3. McGuigan KG, Joyce TM, Conroy RM. Solar disinfection: Use of sunlight to decontaminate drinking water in developing countries. Journal of Medical Microbiology. 1999;48(9):785.
4. Heaselgrave W, Patel N, Kilvington S, Kehoe SC, McGuigan KG. Solar disinfection of poliovirus and Acanthamoeba polyphaga cysts in water–a laboratory study using simulated sunlight. Letters in applied microbiology. 2006;43(2):125-30.
5. Berney M, Weilenmann HU, Simonetti A, Egli T. Efficacy of solar disinfection of Escherichia coli, Shigella flexneri, Salmonella typhimurium and Vibrio cholerae. Journal of applied microbiology. 2006;101(4):828-36.
6. Gómez-Couso H, Fontán-Sainz M, McGuigan KG, Ares-Mazás E. Effect of the radiation intensity, water turbidity and exposure time on the survival of Cryptosporidium during simulated solar disinfection of drinking water. Acta tropica. 2009.
7. Ubomba-Jaswa E, Navntoft C, Polo-López MI, Fernandez-Ibáñez P, McGuigan KG. Solar disinfection of drinking water (SODIS): an investigation of the effect of UV-A dose on inactivation efficiency. Photochemical & Photobiological Sciences. 2009;8(5):587-95.

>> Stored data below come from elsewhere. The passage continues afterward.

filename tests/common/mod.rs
//! Common test utilities for rpcalc integration tests

pub use rpcalc::Calculator;

/// Evaluate one input line on a fresh calculator and return the stack,
/// bottom to top.
pub fn eval(input: &str) -> Result<Vec<f64>, String> {
    let mut calc = Calculator::new();
    calc.submit(input).map_err(|e| e.to_string())?;
    Ok(calc.stack_values())
}

/// Evaluate and return the top of stack.
#[allow(dead_code)]
pub fn eval_top(input: &str) -> f64 {
    let stack = eval(input).unwrap();
    *stack.last().expect("stack is empty")
}
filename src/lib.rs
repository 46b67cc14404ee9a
//! rpcalc: the command core of an RPN calculator.
//!
//! This crate is the engine a front end (CLI, GUI, test harness) drives:
//! an observable operand stack, reversible commands with unbounded
//! undo/redo, a name-to-factory command registry, and runtime-loadable
//! WASM plugins behind a versioned binary ABI. It deliberately contains
//! no user interface; front ends attach through [`Calculator`] and the
//! [`EventSink`] trait.
//!
//! ```
//! use rpcalc::Calculator;
//!
//! let mut calc = Calculator::new();
//! calc.submit("3 4 + 2 *").unwrap();
//! assert_eq!(calc.top().unwrap(), 14.0);
//!
//! calc.submit("undo").unwrap();
//! assert_eq!(calc.top().unwrap(), 7.0);
//! ```

pub mod command;
pub mod config;
pub mod executor;
pub mod history;
pub mod lexer;
#[cfg(feature = "plugins")]
pub mod plugin;
pub mod registry;
pub mod stack;

pub use command::{register_builtins, Command, CommandError};
pub use config::{Config, ConfigError};
pub use executor::{CalcError, Calculator, EventSink};
pub use history::{HistoryError, UndoRedoEngine};
pub use lexer::{lex, LexError, Token};
#[cfg(feature = "plugins")]
pub use plugin::{PluginDescriptor, PluginError, PluginHost, API_VERSION};
pub use registry::{CommandFactory, CommandRegistry, RegistryError};
pub use stack::{OperandStack, StackError};

/// Evaluate one input line on a fresh calculator and return the stack,
/// bottom to top. Convenience for tests and one-shot embedding.
pub fn eval(input: &str) -> Result<Vec<f64>, CalcError> {
    let mut calc = Calculator::new();
    calc.submit(input)?;
    Ok(calc.stack_values())
}
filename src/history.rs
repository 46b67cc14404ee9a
//! The undo/redo engine.
//!
//! Two ordered histories of executed commands: undo and redo. The engine
//! owns every command once it has executed successfully, and it is the only
//! code that ever calls `Command::undo`, which keeps the execute/undo
//! pairing a structural guarantee rather than a runtime check.
//!
//! Invariants: the histories are disjoint; a fresh execute empties the redo
//! history; the number of live commands equals `undo_len() + redo_len()`.

use thiserror::Error;

use crate::command::{Command, CommandError};
use crate::stack::OperandStack;

#[derive(Error, Debug)]
pub enum HistoryError {
    #[error("nothing to undo")]
    NothingToUndo,
    #[error("nothing to redo")]
    NothingToRedo,
    #[error("redo replay failed: {0}")]
    Replay(#[from] CommandError),
}

#[derive(Default)]
pub struct UndoRedoEngine {
    undo: Vec<Box<dyn Command>>,
    redo: Vec<Box<dyn Command>>,
}

impl UndoRedoEngine {
    pub fn new() -> Self {
        Self {
            undo: Vec::new(),
            redo: Vec::new(),
        }
    }

    /// Run a command forward. On success it joins the undo history and the
    /// redo history is discarded. On failure the command is dropped and the
    /// stack is untouched (commands are all-or-nothing).
    pub fn execute(
        &mut self,
        mut command: Box<dyn Command>,
        stack: &mut OperandStack,
    ) -> Result<(), CommandError> {
        command.execute(stack)?;
        self.redo.clear();
        self.undo.push(command);
        Ok(())
    }

    /// Reverse the most recent command and move it to the redo history.
    pub fn undo(&mut self, stack: &mut OperandStack) -> Result<(), HistoryError> {
        let mut command = self.undo.pop().ok_or(HistoryError::NothingToUndo)?;
        command.undo(stack);
        self.redo.push(command);
        Ok(())
    }

    /// Re-run the most recently undone command and move it back to the undo
    /// history. A replay failure evicts the command; this can only happen
    /// for plugin commands whose runtime misbehaves.
    pub fn redo(&mut self, stack: &mut OperandStack) -> Result<(), HistoryError> {
        let mut command = self.redo.pop().ok_or(HistoryError::NothingToRedo)?;
        command.execute(stack)?;
        self.undo.push(command);
        Ok(())
    }

    /// Evict every command supplied by the named plugin from both
    /// histories, preserving the relative order of the rest.
    pub fn purge_plugin(&mut self, plugin: &str) {
        self.undo.retain(|c| c.provenance() != Some(plugin));
        self.redo.retain(|c| c.provenance() != Some(plugin));
    }

    pub fn undo_len(&self) -> usize {
        self.undo.len()
    }

    pub fn redo_len(&self) -> usize {
        self.redo.len()
    }

    pub fn clear(&mut self) {
        self.undo.clear();
        self.redo.clear();
    }
}

impl std::fmt::Debug for UndoRedoEngine {
    fn fmt(&self, f: &mut std::fmt::Formatter<'_>) -> std::fmt::Result {
        f.debug_struct("UndoRedoEngine")
            .field("undo", &self.undo.len())
            .field("redo", &self.redo.len())
            .finish()
    }
}
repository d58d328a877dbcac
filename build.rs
use vergen_gitcl::{Build, Cargo, Emitter, Gitcl};

fn main() -> Result<(), Box<dyn std::error::Error>> {
    let build = Build::builder().build_timestamp(true).build();
    let cargo = Cargo::builder().build();
    let gitcl = Gitcl::builder().branch(true).sha(true).dirty(true).build();

    Emitter::default()
        .add_instructions(&build)?
        .add_instructions(&cargo)?
        .add_instructions(&gitcl)?
        .emit()?;

    Ok(())
}
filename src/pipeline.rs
//! The request pipeline: cache-aside orchestration.
//!
//! One entry point, [`Orchestrator::handle`], shared by every transport.
//! The flow is validate → lookup → generate → insert. A failed lookup
//! aborts the request; a failed insert only costs the cache entry and
//! the response still goes out.

use std::sync::Arc;

use tracing::{error, info, warn};

use crate::error::{MuninError, Result};
use crate::generate::Generator;
use crate::prompt::PromptSet;
use crate::store::CacheStore;
use crate::telemetry::Metrics;
use crate::types::OperationRequest;

/// Transport-independent request pipeline.
///
/// Owns the capability objects and the counters; the HTTP layer only
/// decodes requests and encodes responses.
pub struct Orchestrator {
    store: Arc<dyn CacheStore>,
    generator: Arc<dyn Generator>,
    prompts: PromptSet,
    metrics: Metrics,
    max_param_len: usize,
}

impl Orchestrator {
    pub fn new(
        store: Arc<dyn CacheStore>,
        generator: Arc<dyn Generator>,
        prompts: PromptSet,
        metrics: Metrics,
        max_param_len: usize,
    ) -> Self {
        Self {
            store,
            generator,
            prompts,
            metrics,
            max_param_len,
        }
    }

    /// Run one request to completion and return the text for the client.
    pub async fn handle(&self, request: &OperationRequest) -> Result<String> {
        match self.run(request).await {
            Ok(result) => Ok(result),
            Err(e) => {
                if matches!(e, MuninError::BadRequest(_)) {
                    warn!(
                        operation = %request.operation,
                        keyword = %request.keyword,
                        context = %request.context,
                        error = %e,
                        "request rejected"
                    );
                } else {
                    error!(
                        operation = %request.operation,
                        keyword = %request.keyword,
                        context = %request.context,
                        error = %e,
                        "request failed"
                    );
                }
                Err(e)
            }
        }
    }

    async fn run(&self, request: &OperationRequest) -> Result<String> {
        self.validate(request)?;
        let operation = request.operation;

        if operation.cached() {
            if let Some(entry) = self
                .store
                .lookup(&request.keyword, &request.context)
                .await?
            {
                self.metrics.record_cache_hit(operation);
                info!(%operation, keyword = %request.keyword, "cache hit");
                return Ok(entry.result);
            }
        }

        self.metrics.record_request(operation);
        let prompt = self
            .prompts
            .build(operation, &request.keyword, &request.context);
        let result = {
            let _timer = self.metrics.generation_timer(operation);
            self.generator.generate(&prompt.system, &prompt.texts).await?
        };
        // The production adapter already rejects empty output; test
        // doubles and future backends go through the same gate.
        if result.is_empty() {
            return Err(MuninError::EmptyGeneration);
        }

        if operation.cached() {
            if let Err(e) = self
                .store
                .insert(&request.keyword, &request.context, &result)
                .await
            {
                warn!(keyword = %request.keyword, error = %e, "cache insert failed");
            }
        }

        info!(%operation, keyword = %request.keyword, "generated");
        Ok(result)
    }

    fn validate(&self, request: &OperationRequest) -> Result<()> {
        if request.keyword.is_empty() {
            return Err(MuninError::BadRequest(
                "missing required parameter: keyword".to_string(),
            ));
        }
        if request.keyword.len() > self.max_param_len {
            return Err(MuninError::BadRequest(format!(
                "keyword exceeds {} bytes",
                self.max_param_len
            )));
        }
        if request.context.len() > self.max_param_len {
            return Err(MuninError::BadRequest(format!(
                "context exceeds {} bytes",
                self.max_param_len
            )));
        }
        Ok(())
    }
}
//! API handlers: decode the query, run the pipeline, encode the answer.

use std::sync::Arc;

use axum::Json;
use axum::extract::{Query, State};
use serde::{Deserialize, Serialize};
use serde_json::json;

use super::AppState;
use crate::Result;
use crate::types::{Operation, OperationRequest};
use crate::version;

/// Query parameters shared by all operations. Presence checks happen in
/// the pipeline so every transport reports the same errors.
#[derive(Debug, Deserialize)]
pub struct OperationParams {
    #[serde(default)]
    keyword: String,
    #[serde(default)]
    context: String,
}

/// Successful response body.
#[derive(Debug, Serialize)]
pub struct ResultBody {
    pub result: String,
}

pub async fn translate(
    State(state): State<Arc<AppState>>,
    Query(params): Query<OperationParams>,
) -> Result<Json<ResultBody>> {
    run(state, Operation::Translate, params).await
}

pub async fn format(
    State(state): State<Arc<AppState>>,
    Query(params): Query<OperationParams>,
) -> Result<Json<ResultBody>> {
    run(state, Operation::Format, params).await
}

pub async fn summarize(
    State(state): State<Arc<AppState>>,
    Query(params): Query<OperationParams>,
) -> Result<Json<ResultBody>> {
    run(state, Operation::Summarize, params).await
}

async fn run(
    state: Arc<AppState>,
    operation: Operation,
    params: OperationParams,
) -> Result<Json<ResultBody>> {
    let request = OperationRequest::new(operation, params.keyword, params.context);
    let result = state.orchestrator.handle(&request).await?;
    Ok(Json(ResultBody { result }))
}

/// Liveness probe.
pub async fn healthz() -> Json<serde_json::Value> {
    Json(json!({
        "status": "ok",
        "version": version::version_string(),
    }))
}
//! Munin - caching front-end for generative text operations
//!
//! Munin sits between small clients (for example a reading tool that
//! looks words up as the user selects them) and an OpenAI-compatible
//! chat backend. Translations are cached in Postgres keyed by
//! (keyword, context), so a repeat lookup costs one SELECT instead of
//! one paid generation. Format and summarize pass through uncached.
//! A per-client token bucket limiter sits in front of everything.
//!
//! # Example
//!
//! ```rust,no_run
//! use std::sync::Arc;
//!
//! use munin::config::Config;
//! use munin::generate::OpenAiGenerator;
//! use munin::store::PgCacheStore;
//! use munin::telemetry::Metrics;
//! use munin::{Operation, OperationRequest, Orchestrator};
//!
//! #[tokio::main]
//! async fn main() -> munin::Result<()> {
//!     let config = Config::default();
//!     let registry = prometheus::Registry::new();
//!     let metrics = Metrics::new(&registry)?;
//!
//!     let store = PgCacheStore::connect("postgres://localhost/munin", &config.database).await?;
//!     store.ensure_schema().await?;
//!     let generator = OpenAiGenerator::new(&config.backend, "api-key".to_string())?;
//!
//!     let orchestrator = Orchestrator::new(
//!         Arc::new(store),
//!         Arc::new(generator),
//!         config.prompts.clone(),
//!         metrics,
//!         config.server.max_param_len,
//!     );
//!
//!     let request = OperationRequest::new(Operation::Translate, "虫子", "程序里有个虫子。");
//!     println!("{}", orchestrator.handle(&request).await?);
//!     Ok(())
//! }
//! ```

pub mod config;
pub mod error;
pub mod generate;
pub mod limiter;
pub mod pipeline;
pub mod prompt;
pub mod server;
pub mod store;
pub mod telemetry;
pub mod types;
pub mod version;

// Re-export main types at crate root
pub use error::{MuninError, Result};
pub use generate::{Generator, OpenAiGenerator};
pub use limiter::RateLimiter;
pub use pipeline::Orchestrator;
pub use prompt::{Prompt, PromptSet};
pub use store::{CacheEntry, CacheStore, PgCacheStore};
pub use telemetry::Metrics;
pub use types::{Operation, OperationRequest};
pub use version::{PKG_VERSION, version_string};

8. Boyle M, Sichel C, Fernandez-Ibanez P, Arias-Quiroz GB, Iriarte-Puna M, Mercado A, et al. Bactericidal effect of solar water disinfection under real sunlight conditions. Applied and environmental microbiology. 2008;74(10):2997.
9. McGuigan KG, Méndez-Hermida F, Castro-Hermida JA, Ares-Mazas E, Kehoe SC, Boyle M, et al. Batch solar disinfection inactivates oocysts of Cryptosporidium parvum and cysts of Giardia muris in drinking water. Journal of applied microbiology. 2006;101(2):453-63.
10. Altherr AM, Mosler HJ, Tobias R, Butera F. Attitudinal and relational factors predicting the use of solar water disinfection: A field study in Nicaragua. Health Education & Behavior. 2006.
11. Graf J, Meierhofer R, Wegelin M, Mosler HJ. Water disinfection and hygiene behaviour in an urban slum in Kenya: impact on childhood diarrhoea and influence of beliefs. International Journal of Environmental Health Research. 2008;18(5):335-55.